What to produce: Take every line from the records below that includes the word "over".

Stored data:
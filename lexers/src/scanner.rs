#![deny(warnings)]

/// A backtracking cursor over any iterator.
///
/// Items pulled from the source are buffered until `extract` or `ignore`
/// drops them, so a scan can rewind with `set_buffer_pos` when a rule
/// fails half way through.
pub struct Scanner<I: Iterator> where I::Item: Clone {
    src: I,
    buf: Vec<I::Item>,
    pos: isize,
}

impl<I> Iterator for Scanner<I> where I: Iterator, I::Item: Clone {
    type Item = I::Item;
    fn next(&mut self) -> Option<Self::Item> {
        self.pos += 1;
        self.fill_buffer();
        let blen = self.buf.len() as isize;
        if self.pos >= blen {
            self.pos = blen;
        }
        self.current()
    }
}

impl<I> Scanner<I> where I: Iterator, I::Item: Clone {
    pub fn new(source: I) -> Scanner<I> {
        Scanner{src: source, buf: Vec::new(), pos: -1}
    }

    pub fn buffer_pos(&self) -> isize { self.pos }

    pub fn set_buffer_pos(&mut self, pos: isize) -> bool {
        if pos < -1 || pos > self.buf.len() as isize {
            return false;
        }
        self.pos = pos;
        true
    }

    /// The last item consumed, None before the first `next` or after EOF.
    pub fn current(&self) -> Option<I::Item> {
        if self.pos < 0 {
            return None;
        }
        self.buf.get(self.pos as usize).cloned()
    }

    // pull from the source until pos is backed by the buffer
    fn fill_buffer(&mut self) {
        while self.pos >= self.buf.len() as isize {
            match self.src.next() {
                Some(item) => self.buf.push(item),
                None => break,
            }
        }
    }

    pub fn peek(&mut self) -> Option<I::Item> {
        let backtrack = self.pos;
        let peeked = self.next();
        self.pos = backtrack;
        peeked
    }

    /// Drop everything consumed so far, the next scan starts fresh.
    pub fn ignore(&mut self) {
        let consumed = (self.pos + 1).max(0) as usize;
        self.buf.drain(..consumed.min(self.buf.len()));
        self.pos = -1;
    }

    /// Take everything consumed so far out of the buffer.
    pub fn extract(&mut self) -> Vec<I::Item> {
        let consumed = ((self.pos + 1).max(0) as usize).min(self.buf.len());
        let items = self.buf.drain(..consumed).collect();
        self.pos = -1;
        items
    }
}

impl<I> Scanner<I> where I: Iterator, I::Item: Clone + PartialEq {
    pub fn accept(&mut self, what: &I::Item) -> Option<I::Item> {
        self.accept_any(std::slice::from_ref(what))
    }

    // Advance only if the next item is in the 'any' set
    pub fn accept_any(&mut self, any: &[I::Item]) -> Option<I::Item> {
        let backtrack = self.pos;
        match self.next() {
            Some(next) if any.contains(&next) => Some(next),
            _ => {
                self.set_buffer_pos(backtrack);
                None
            }
        }
    }

    /// Accept the whole of `seq` or nothing at all.
    pub fn accept_seq(&mut self, seq: &[I::Item]) -> bool {
        let backtrack = self.pos;
        if seq.iter().all(|item| self.accept(item).is_some()) {
            return true;
        }
        self.set_buffer_pos(backtrack);
        false
    }

    // Skip over the 'over' set, result is if the scanner was advanced
    pub fn skip_all(&mut self, over: &[I::Item]) -> bool {
        let mut advanced = false;
        while self.accept_any(over).is_some() { advanced = true; }
        advanced
    }
}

Result of this exercise:
/// A backtracking cursor over any iterator.
    // Skip over the 'over' set, result is if the scanner was advanced
    pub fn skip_all(&mut self, over: &[I::Item]) -> bool {
        while self.accept_any(over).is_some() { advanced = true; }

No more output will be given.